[Dataset content]
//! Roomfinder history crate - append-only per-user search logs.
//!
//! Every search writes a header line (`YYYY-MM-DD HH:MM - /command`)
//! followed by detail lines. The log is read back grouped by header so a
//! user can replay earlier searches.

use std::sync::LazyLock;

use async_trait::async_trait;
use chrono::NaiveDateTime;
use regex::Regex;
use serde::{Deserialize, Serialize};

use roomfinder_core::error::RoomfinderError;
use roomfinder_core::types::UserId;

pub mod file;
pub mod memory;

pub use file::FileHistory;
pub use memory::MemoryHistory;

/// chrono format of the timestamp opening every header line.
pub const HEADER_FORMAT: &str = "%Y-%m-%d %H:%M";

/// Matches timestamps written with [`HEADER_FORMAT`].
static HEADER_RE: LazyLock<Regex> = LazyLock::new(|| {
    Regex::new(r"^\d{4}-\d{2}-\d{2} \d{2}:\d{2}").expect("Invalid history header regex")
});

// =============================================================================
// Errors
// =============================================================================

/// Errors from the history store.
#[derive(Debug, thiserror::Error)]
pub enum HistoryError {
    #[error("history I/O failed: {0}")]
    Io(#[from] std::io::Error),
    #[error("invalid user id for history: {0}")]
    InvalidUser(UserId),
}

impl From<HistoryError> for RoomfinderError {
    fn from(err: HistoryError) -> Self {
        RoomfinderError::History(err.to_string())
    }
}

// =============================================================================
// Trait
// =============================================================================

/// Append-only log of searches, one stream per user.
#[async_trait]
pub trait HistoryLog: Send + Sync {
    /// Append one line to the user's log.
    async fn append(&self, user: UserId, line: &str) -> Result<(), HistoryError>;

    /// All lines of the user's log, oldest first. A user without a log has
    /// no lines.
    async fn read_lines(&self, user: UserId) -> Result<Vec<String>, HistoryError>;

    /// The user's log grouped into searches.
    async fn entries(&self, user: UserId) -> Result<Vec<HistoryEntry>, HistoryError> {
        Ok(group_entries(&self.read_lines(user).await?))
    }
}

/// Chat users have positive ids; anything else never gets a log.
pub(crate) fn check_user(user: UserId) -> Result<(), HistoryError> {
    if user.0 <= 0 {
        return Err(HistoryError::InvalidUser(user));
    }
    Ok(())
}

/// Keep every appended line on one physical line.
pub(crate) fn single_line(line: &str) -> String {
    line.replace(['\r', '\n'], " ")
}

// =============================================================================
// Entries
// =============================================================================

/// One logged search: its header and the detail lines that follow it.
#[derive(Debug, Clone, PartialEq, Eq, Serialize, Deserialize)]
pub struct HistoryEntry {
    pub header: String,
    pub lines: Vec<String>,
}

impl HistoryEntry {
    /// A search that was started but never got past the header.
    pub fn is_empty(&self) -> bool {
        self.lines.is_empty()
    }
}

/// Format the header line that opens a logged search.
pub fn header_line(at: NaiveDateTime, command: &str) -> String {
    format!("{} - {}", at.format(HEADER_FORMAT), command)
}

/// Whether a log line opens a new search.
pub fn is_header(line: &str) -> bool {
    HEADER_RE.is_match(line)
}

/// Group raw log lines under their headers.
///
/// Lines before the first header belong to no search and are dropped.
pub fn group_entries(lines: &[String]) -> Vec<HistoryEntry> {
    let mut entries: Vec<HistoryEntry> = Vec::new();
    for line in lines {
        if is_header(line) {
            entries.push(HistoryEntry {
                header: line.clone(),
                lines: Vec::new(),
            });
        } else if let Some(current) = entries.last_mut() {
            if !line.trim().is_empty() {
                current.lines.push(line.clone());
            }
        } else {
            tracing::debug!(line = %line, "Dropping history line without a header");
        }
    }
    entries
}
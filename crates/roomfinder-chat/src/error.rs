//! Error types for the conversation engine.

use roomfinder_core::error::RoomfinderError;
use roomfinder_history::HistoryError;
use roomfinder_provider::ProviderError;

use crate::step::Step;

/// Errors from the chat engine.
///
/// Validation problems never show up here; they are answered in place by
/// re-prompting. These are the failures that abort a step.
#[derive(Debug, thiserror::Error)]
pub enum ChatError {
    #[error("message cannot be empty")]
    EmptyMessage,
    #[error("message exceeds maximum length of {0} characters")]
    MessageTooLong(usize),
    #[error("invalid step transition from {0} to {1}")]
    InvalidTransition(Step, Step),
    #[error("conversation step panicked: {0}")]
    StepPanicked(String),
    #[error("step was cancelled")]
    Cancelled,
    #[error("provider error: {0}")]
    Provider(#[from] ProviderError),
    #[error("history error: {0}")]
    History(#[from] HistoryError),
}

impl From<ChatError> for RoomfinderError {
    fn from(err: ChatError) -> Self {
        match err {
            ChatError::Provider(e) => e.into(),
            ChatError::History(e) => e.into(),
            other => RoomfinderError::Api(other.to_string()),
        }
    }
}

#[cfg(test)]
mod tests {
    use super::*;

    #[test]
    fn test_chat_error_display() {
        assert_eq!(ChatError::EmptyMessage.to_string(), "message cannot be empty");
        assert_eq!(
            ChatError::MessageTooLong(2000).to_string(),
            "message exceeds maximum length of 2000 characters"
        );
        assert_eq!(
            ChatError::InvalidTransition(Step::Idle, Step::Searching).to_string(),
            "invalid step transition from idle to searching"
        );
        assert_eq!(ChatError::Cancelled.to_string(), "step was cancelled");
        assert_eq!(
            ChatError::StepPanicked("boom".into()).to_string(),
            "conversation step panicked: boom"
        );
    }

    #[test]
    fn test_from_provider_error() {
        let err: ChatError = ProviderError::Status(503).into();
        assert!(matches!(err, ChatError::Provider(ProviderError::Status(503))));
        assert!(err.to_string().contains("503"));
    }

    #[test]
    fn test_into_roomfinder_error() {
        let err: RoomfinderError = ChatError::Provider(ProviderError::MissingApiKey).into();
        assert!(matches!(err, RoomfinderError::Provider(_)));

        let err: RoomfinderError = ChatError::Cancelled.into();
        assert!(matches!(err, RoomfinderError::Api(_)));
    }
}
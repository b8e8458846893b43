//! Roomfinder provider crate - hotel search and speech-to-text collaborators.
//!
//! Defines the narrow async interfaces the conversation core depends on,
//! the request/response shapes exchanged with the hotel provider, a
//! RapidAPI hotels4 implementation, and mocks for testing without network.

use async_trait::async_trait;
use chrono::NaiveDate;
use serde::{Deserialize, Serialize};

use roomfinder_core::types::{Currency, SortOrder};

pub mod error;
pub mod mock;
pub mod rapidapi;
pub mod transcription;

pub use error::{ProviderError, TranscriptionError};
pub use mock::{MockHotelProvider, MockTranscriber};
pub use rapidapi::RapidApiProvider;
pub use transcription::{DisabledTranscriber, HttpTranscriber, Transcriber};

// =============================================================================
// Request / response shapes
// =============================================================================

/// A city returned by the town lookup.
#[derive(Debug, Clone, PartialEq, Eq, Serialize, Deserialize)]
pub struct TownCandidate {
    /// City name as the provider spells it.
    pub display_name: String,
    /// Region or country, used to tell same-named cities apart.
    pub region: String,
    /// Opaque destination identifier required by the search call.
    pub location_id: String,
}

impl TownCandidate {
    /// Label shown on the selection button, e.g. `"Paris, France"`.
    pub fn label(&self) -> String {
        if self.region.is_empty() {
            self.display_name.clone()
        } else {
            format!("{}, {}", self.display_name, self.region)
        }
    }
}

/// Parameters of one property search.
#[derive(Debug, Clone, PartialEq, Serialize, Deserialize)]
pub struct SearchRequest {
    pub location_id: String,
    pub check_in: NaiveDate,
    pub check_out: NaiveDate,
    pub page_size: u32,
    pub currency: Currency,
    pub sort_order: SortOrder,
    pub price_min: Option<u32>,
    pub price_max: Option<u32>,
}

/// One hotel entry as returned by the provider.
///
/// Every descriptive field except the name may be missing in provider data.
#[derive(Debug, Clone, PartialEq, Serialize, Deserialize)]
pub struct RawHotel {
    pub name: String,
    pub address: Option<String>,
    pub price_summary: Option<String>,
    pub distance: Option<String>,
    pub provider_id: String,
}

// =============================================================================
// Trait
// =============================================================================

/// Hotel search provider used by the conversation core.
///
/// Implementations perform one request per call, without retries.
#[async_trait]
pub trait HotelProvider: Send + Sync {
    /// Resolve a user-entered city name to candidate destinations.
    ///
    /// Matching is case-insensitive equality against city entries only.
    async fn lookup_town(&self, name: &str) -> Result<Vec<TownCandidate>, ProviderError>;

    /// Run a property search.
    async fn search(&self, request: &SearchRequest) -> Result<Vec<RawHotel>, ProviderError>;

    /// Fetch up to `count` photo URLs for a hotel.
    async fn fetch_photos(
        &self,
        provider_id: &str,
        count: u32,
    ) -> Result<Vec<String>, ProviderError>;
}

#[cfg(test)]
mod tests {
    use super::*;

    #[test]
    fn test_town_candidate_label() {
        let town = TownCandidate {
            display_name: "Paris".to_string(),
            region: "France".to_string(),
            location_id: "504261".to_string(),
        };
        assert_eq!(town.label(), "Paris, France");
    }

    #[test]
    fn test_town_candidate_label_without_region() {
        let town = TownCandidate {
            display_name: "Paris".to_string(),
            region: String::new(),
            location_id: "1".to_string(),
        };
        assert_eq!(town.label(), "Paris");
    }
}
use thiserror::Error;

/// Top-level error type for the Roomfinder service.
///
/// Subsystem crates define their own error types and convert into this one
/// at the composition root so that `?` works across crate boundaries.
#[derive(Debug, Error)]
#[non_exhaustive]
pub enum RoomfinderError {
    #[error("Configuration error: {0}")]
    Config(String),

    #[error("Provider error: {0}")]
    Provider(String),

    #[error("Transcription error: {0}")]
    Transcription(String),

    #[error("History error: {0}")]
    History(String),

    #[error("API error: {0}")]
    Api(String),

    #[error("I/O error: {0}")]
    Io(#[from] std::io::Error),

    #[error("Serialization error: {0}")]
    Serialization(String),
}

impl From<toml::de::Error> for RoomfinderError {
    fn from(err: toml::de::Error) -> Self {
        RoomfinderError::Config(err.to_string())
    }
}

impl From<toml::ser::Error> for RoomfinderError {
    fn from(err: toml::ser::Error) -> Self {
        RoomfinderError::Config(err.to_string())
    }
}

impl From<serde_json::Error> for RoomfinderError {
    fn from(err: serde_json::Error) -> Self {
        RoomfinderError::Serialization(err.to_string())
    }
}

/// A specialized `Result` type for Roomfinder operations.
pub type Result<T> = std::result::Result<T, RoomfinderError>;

[Task to complete] With the first line of the material as the start and the line containing "async fn read_lines(&self, user: UserId)" as the end, repeat that span exactly and add nothing.

[Reply to the exercise]
//! Roomfinder history crate - append-only per-user search logs.
//!
//! Every search writes a header line (`YYYY-MM-DD HH:MM - /command`)
//! followed by detail lines. The log is read back grouped by header so a
//! user can replay earlier searches.

use std::sync::LazyLock;

use async_trait::async_trait;
use chrono::NaiveDateTime;
use regex::Regex;
use serde::{Deserialize, Serialize};

use roomfinder_core::error::RoomfinderError;
use roomfinder_core::types::UserId;

pub mod file;
pub mod memory;

pub use file::FileHistory;
pub use memory::MemoryHistory;

/// chrono format of the timestamp opening every header line.
pub const HEADER_FORMAT: &str = "%Y-%m-%d %H:%M";

/// Matches timestamps written with [`HEADER_FORMAT`].
static HEADER_RE: LazyLock<Regex> = LazyLock::new(|| {
    Regex::new(r"^\d{4}-\d{2}-\d{2} \d{2}:\d{2}").expect("Invalid history header regex")
});

// =============================================================================
// Errors
// =============================================================================

/// Errors from the history store.
#[derive(Debug, thiserror::Error)]
pub enum HistoryError {
    #[error("history I/O failed: {0}")]
    Io(#[from] std::io::Error),
    #[error("invalid user id for history: {0}")]
    InvalidUser(UserId),
}

impl From<HistoryError> for RoomfinderError {
    fn from(err: HistoryError) -> Self {
        RoomfinderError::History(err.to_string())
    }
}

// =============================================================================
// Trait
// =============================================================================

/// Append-only log of searches, one stream per user.
#[async_trait]
pub trait HistoryLog: Send + Sync {
    /// Append one line to the user's log.
    async fn append(&self, user: UserId, line: &str) -> Result<(), HistoryError>;

    /// All lines of the user's log, oldest first. A user without a log has
    /// no lines.
    async fn read_lines(&self, user: UserId) -> Result<Vec<String>, HistoryError>;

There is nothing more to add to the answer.